Penalties for late posting are as follows:
- Early posts are eligible for early feedback before the first draft is graded.
- On-time posts published before midnight or noon on the due date: Full Credit
- 0-24. Posts published within 24 hours of the deadline: 10% Grade Penalty
- 24-48. Posts published 24-48 hours late: 20% Grade Penalty
- 48+. Posts published more than 48 hours late: Maximum grade 50 for a perfect essay (can’t pass regardless of quality)
AAssignments, Daily Class Agendas, and Deadlines
Week 1
WED SEP 06
Link to the Daily Class Agenda
- Introduction to Blogging
- Introduction to Syllabus
- Introduction to Course Outline
- Class Photos
- Lecture: Counterintuitivity
- Exercise: Preview Survey
- Assignment A01: Stone Money Source Material
Week 2
MON SEP 11
Link to the Daily Class Agenda
- Riddle: Empty Bottle of Scotch
- Introduction to Agendas
- Class Notes as the Measure of Participation and Attendance
- Mandatory Professor Conferences
- Class Discussion Stone Money Source Materials
- Lecture: Counterintuitivity
- Exercise: Preview Survey
- Essay Grading Criteria
- Grade Level Models
WED SEP 13
Link to the Daily Class Agenda
- A02: Visual Rhetoric
- Like the First Assignment (A01: Stone Money), A02 will be the first draft of the Visual Rhetoric essay that will become part of your Portfolio. In two weeks, after receiving a grade and feedback on your A02, you’ll be posting A04: Visual Rewrite, which will receive its own grade. A04 is the post you’ll continue to revise until you’re satisfied it belongs in your Portfolio.

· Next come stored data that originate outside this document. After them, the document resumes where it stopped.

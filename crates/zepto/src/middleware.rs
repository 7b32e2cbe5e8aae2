//! Handler adapters and their composition.

use std::future::Future;
use std::sync::Arc;
use std::time::Instant;

use futures::future::FutureExt;
use tracing::{info, warn};

use crate::handler::{Handler, HandlerResult};
use crate::request::Request;

/// A transformation wrapping a handler with cross-cutting behavior.
///
/// `wrap` runs once, when a route is registered; the handler it returns is
/// what the routing table stores. Any state an adapter needs per request
/// (timers, counters) lives inside the returned handler.
///
/// Plain closures `Fn(Handler) -> Handler` are adapters too.
///
/// # Example
///
/// ```
/// use zepto::{from_fn, Handler, Middleware, Request, Response};
///
/// let tag = from_fn(|req: Request, next: Handler| async move {
///     let res = next(req).await?;
///     Ok(res.header("X-Served-By", "zepto"))
/// });
/// # fn assert_middleware(_: &impl Middleware) {}
/// # assert_middleware(&tag);
/// ```
pub trait Middleware: Send + Sync {
    /// Returns a handler that runs around `next`.
    fn wrap(&self, next: Handler) -> Handler;
}

impl<F> Middleware for F
where
    F: Fn(Handler) -> Handler + Send + Sync,
{
    fn wrap(&self, next: Handler) -> Handler {
        self(next)
    }
}

/// Builds an adapter from an async function receiving the request and the
/// next handler in the chain.
pub fn from_fn<F, Fut>(f: F) -> impl Middleware
where
    F: Fn(Request, Handler) -> Fut + Send + Sync + 'static,
    Fut: Future<Output = HandlerResult> + Send + 'static,
{
    let f = Arc::new(f);
    move |next: Handler| -> Handler {
        let f = Arc::clone(&f);
        Arc::new(move |req: Request| f(req, Arc::clone(&next)).boxed())
    }
}

/// Ordered list of adapters.
///
/// The first adapter added is the outermost: it sees the request before any
/// other adapter and the response after all of them.
#[derive(Clone, Default)]
pub struct Chain {
    layers: Vec<Arc<dyn Middleware>>,
}

impl Chain {
    /// Creates an empty chain.
    #[must_use]
    pub fn new() -> Self {
        Self::default()
    }

    /// Appends an adapter; it runs inside every adapter already present.
    pub fn push(&mut self, middleware: impl Middleware + 'static) {
        self.layers.push(Arc::new(middleware));
    }

    /// Appends an adapter, builder style.
    #[must_use]
    pub fn with(mut self, middleware: impl Middleware + 'static) -> Self {
        self.push(middleware);
        self
    }

    /// Number of adapters.
    #[must_use]
    pub fn len(&self) -> usize {
        self.layers.len()
    }

    /// Returns true if the chain has no adapter.
    #[must_use]
    pub fn is_empty(&self) -> bool {
        self.layers.is_empty()
    }

    /// Wraps `handler` with every adapter, producing one composed handler.
    #[must_use]
    pub fn compose(&self, handler: Handler) -> Handler {
        self.layers
            .iter()
            .rev()
            .fold(handler, |next, layer| layer.wrap(next))
    }
}

/// Logs one event per request with method, path, status and latency.
#[derive(Debug, Clone, Copy, Default)]
pub struct Logger;

impl Middleware for Logger {
    fn wrap(&self, next: Handler) -> Handler {
        Arc::new(move |req: Request| {
            let next = Arc::clone(&next);
            async move {
                let method = req.method;
                let path = req.path.clone();
                let start = Instant::now();
                let result = next(req).await;
                let elapsed = start.elapsed();
                match &result {
                    Ok(res) => info!(%method, %path, status = res.status, ?elapsed, "served"),
                    Err(err) => warn!(%method, %path, error = %err, ?elapsed, "handler failed"),
                }
                result
            }
            .boxed()
        })
    }
}

#[cfg(test)]
mod tests {
    use std::sync::Mutex;

    use super::*;
    use crate::handler::handler_fn;
    use crate::response::Response;

    type Trace = Arc<Mutex<Vec<String>>>;

    fn recorder(name: &'static str, trace: Trace) -> impl Middleware {
        from_fn(move |req: Request, next: Handler| {
            let trace = Arc::clone(&trace);
            async move {
                trace.lock().unwrap().push(format!("{name}-before"));
                let res = next(req).await;
                trace.lock().unwrap().push(format!("{name}-after"));
                res
            }
        })
    }

    #[tokio::test]
    async fn test_onion_order() {
        let trace = Trace::default();
        let inner = Arc::clone(&trace);
        let handler = handler_fn(move |_req: Request| {
            let trace = Arc::clone(&inner);
            async move {
                trace.lock().unwrap().push("H".to_string());
                Ok(Response::ok())
            }
        });

        let chain = Chain::new()
            .with(recorder("A", Arc::clone(&trace)))
            .with(recorder("B", Arc::clone(&trace)));
        let composed = chain.compose(handler);
        assert!(trace.lock().unwrap().is_empty());

        composed(Request::get("/")).await.unwrap();
        assert_eq!(
            *trace.lock().unwrap(),
            ["A-before", "B-before", "H", "B-after", "A-after"]
        );
    }

    #[tokio::test]
    async fn test_empty_chain_returns_handler() {
        let handler = handler_fn(|_req: Request| async { Ok(Response::text("plain")) });
        let composed = Chain::new().compose(Arc::clone(&handler));
        assert!(Arc::ptr_eq(&handler, &composed));
    }

    #[tokio::test]
    async fn test_closure_adapter_can_short_circuit() {
        let deny = |_next: Handler| -> Handler {
            handler_fn(|_req: Request| async { Ok(Response::new(401)) })
        };
        let handler = handler_fn(|_req: Request| async { Ok(Response::ok()) });
        let composed = Chain::new().with(deny).compose(handler);
        assert_eq!(composed(Request::get("/")).await.unwrap().status, 401);
    }

    #[tokio::test]
    async fn test_logger_passes_result_through() {
        let handler = handler_fn(|_req: Request| async { Ok(Response::text("ok")) });
        let composed = Logger.wrap(handler);
        let res = composed(Request::get("/ping")).await.unwrap();
        assert_eq!(res.body_string(), Some("ok".to_string()));
    }
}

- A Sample Analysis: Thai Life Insurance
- Here we examine just 10 seconds of a 2-minute long-form commercial produced by the Thai Life Insurance company to promote the universal human good of doing small selfless gestures for others. How in the world is that supposed to sell life insurance?
Week 3
MON SEP 18
Link to the Daily Class Agenda
- Feedback Please Category
- Card Hypothesis Puzzle
- Check your Categories, please
My Agenda for today was ambitious. Understandably, we did not adequately cover the four items below this line. I’ve revised the material these links will open to reflect a more reasonable deadline plan than my first. You have two exercises to accomplish before class Wednesday and one assignment for midnight Sunday.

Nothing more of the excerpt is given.